Requirement> What is the number of lines in the data below that hold the word "static"? Give nothing beyond that number.

Input data>
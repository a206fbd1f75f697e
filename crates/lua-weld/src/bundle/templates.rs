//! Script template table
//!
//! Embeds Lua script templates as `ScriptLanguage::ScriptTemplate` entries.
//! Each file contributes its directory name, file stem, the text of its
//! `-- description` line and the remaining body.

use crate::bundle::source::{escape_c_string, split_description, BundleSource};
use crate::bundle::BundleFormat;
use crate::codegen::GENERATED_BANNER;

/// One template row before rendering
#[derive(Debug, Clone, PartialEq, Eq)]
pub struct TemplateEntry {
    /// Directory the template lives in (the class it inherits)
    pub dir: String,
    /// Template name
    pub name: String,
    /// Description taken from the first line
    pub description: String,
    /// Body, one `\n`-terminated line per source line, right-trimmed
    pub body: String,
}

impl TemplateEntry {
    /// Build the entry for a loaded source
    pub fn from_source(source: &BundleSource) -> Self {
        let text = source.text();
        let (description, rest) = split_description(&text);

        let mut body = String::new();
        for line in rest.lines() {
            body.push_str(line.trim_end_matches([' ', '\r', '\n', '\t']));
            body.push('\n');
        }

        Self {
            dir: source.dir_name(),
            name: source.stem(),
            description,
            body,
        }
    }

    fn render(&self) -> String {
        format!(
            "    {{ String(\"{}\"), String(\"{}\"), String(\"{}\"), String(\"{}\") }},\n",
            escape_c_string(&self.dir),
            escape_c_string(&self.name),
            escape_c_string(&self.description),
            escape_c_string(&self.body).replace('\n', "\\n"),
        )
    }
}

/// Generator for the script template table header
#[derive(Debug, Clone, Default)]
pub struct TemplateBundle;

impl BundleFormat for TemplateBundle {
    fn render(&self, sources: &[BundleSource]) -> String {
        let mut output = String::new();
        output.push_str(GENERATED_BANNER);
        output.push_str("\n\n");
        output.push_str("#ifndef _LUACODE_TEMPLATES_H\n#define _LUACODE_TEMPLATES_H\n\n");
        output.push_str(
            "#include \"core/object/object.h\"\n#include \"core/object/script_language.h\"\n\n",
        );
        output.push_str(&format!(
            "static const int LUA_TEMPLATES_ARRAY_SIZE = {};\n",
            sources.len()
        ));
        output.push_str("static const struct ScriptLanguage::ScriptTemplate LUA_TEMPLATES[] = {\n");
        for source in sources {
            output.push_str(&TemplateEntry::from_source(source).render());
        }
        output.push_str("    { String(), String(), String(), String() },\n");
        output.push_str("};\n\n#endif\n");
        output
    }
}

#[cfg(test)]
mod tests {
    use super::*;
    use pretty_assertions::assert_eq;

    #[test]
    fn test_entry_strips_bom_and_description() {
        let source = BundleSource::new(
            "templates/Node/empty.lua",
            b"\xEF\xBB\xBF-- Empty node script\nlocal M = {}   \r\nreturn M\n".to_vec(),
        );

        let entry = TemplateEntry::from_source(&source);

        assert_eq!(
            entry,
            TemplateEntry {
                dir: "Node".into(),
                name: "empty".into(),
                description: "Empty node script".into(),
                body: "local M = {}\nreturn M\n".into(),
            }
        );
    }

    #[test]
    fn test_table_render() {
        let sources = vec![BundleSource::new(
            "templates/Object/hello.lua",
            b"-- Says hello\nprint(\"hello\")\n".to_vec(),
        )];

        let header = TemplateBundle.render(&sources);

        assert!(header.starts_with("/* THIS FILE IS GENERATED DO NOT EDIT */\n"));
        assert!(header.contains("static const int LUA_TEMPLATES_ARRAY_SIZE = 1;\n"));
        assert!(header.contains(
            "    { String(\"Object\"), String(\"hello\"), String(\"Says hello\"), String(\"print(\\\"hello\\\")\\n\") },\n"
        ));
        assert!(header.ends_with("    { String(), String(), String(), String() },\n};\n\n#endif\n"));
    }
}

Exercise response> 3